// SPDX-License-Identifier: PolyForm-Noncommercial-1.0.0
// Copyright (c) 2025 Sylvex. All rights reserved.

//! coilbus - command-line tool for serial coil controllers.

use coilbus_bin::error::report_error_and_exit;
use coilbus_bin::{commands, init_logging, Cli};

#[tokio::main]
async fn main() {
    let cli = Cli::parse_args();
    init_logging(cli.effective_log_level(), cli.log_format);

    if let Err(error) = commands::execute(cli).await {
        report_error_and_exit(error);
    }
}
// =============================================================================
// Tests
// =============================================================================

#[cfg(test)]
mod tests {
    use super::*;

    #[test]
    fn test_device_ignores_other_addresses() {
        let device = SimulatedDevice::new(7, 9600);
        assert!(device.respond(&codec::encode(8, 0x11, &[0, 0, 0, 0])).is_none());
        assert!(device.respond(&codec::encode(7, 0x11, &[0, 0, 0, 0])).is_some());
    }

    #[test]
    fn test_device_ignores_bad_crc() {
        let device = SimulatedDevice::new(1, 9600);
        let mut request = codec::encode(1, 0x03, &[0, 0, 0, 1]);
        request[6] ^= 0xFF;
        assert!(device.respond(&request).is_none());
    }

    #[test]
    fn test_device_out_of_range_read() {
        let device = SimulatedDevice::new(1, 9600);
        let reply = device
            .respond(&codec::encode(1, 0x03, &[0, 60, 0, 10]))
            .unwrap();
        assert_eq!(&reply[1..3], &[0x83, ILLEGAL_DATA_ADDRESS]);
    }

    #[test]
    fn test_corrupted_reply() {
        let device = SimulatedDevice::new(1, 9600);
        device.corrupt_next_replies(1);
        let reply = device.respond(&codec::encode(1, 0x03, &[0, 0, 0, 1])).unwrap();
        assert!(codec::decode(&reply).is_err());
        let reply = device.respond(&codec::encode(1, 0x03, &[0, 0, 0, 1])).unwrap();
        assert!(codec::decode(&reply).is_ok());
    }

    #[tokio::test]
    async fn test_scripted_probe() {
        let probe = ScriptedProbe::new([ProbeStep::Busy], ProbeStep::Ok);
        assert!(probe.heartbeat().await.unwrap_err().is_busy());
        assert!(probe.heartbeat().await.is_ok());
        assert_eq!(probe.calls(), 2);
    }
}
+++++
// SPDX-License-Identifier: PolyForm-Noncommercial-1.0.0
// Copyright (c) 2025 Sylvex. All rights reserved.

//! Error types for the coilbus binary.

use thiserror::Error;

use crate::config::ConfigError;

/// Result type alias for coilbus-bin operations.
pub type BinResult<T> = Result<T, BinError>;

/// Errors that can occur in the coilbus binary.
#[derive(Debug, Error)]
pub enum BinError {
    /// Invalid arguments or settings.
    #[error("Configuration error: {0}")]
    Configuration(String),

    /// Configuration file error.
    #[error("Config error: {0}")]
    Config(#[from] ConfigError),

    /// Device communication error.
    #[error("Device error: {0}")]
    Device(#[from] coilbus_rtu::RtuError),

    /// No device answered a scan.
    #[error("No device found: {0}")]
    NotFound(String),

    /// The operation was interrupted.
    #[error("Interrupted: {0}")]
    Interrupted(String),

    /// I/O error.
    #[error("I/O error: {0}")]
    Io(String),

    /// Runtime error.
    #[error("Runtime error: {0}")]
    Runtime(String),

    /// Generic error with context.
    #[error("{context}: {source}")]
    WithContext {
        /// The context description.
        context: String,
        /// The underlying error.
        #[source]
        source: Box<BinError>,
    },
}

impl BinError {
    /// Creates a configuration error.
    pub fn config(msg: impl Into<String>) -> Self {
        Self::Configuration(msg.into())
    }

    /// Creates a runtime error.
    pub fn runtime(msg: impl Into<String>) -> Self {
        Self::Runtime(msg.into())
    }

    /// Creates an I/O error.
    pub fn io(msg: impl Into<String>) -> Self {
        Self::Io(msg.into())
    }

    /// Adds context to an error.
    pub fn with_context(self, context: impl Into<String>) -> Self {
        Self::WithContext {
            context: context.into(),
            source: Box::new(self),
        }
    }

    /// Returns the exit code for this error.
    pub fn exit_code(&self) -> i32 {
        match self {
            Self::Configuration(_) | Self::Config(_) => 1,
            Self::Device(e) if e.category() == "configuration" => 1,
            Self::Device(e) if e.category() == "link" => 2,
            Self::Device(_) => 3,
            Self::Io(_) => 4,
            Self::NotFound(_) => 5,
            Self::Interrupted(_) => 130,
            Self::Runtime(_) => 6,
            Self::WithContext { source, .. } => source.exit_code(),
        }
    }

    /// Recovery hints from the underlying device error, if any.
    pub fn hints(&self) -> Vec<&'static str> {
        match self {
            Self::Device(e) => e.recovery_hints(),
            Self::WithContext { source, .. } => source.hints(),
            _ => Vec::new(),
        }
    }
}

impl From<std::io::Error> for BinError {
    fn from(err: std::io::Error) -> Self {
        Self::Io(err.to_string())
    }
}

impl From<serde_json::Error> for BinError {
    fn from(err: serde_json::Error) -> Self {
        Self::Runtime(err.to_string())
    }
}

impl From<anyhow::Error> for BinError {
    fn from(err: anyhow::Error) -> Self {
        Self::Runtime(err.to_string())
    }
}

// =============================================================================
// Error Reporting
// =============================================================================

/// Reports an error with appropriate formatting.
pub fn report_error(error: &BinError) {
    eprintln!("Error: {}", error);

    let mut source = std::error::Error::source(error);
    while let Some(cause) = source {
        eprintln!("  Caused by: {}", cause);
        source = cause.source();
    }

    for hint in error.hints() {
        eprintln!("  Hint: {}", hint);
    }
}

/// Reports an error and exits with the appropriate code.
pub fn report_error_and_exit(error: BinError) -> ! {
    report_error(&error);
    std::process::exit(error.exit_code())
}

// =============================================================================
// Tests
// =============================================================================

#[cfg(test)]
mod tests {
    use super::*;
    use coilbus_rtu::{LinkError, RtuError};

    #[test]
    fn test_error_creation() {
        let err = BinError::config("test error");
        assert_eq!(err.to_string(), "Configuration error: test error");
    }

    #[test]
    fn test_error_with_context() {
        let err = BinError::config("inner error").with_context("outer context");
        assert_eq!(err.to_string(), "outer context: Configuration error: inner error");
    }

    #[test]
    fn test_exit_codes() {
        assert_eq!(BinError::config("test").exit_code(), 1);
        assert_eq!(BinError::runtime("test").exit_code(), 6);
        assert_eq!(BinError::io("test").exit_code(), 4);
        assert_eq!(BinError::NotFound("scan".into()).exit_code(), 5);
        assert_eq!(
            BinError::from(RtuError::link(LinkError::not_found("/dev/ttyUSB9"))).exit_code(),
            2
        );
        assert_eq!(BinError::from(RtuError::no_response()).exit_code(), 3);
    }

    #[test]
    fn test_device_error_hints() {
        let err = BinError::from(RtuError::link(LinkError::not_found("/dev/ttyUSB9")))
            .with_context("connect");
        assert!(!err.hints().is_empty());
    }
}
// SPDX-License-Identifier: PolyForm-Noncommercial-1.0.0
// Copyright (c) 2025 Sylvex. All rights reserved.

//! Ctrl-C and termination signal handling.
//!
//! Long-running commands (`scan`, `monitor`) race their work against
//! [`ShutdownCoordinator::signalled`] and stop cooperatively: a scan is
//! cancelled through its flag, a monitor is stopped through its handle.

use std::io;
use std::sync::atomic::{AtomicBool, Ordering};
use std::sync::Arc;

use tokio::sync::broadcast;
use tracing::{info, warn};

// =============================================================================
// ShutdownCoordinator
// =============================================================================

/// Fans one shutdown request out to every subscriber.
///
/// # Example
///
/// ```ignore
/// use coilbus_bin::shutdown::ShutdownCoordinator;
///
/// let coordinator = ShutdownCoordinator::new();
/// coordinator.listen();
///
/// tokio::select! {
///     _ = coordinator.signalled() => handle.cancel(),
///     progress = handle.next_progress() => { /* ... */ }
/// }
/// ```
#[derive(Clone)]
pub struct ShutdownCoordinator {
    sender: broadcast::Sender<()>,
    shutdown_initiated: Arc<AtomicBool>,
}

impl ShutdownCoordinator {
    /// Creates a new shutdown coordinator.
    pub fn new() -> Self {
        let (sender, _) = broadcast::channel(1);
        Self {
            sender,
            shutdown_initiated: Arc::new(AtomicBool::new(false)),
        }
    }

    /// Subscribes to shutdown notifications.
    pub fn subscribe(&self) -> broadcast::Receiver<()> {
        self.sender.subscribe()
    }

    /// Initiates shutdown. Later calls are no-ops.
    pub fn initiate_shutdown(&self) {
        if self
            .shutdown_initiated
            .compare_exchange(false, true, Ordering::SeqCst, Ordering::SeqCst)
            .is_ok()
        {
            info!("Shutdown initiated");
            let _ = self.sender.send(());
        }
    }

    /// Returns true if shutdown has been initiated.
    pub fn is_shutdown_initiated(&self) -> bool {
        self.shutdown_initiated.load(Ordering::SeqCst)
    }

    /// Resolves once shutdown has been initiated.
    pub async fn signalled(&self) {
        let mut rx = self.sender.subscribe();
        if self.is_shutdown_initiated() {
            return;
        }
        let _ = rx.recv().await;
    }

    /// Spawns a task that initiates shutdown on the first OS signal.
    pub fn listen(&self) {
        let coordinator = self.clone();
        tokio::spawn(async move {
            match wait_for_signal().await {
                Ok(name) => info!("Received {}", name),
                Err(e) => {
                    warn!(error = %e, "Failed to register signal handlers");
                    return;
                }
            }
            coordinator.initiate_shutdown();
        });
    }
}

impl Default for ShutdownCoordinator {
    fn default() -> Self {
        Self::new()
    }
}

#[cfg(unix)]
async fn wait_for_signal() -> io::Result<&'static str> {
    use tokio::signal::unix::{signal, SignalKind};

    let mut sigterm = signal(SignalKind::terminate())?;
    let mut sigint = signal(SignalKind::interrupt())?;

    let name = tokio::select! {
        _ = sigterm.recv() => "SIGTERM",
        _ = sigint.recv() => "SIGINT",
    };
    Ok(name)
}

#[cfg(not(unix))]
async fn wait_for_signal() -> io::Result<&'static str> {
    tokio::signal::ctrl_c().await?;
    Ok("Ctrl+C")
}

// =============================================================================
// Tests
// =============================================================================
+++++
- **Problem to work on**:
Please tally the lines of the material that contain the word "Reports", then give the total alone.

- **Output for this task**:
2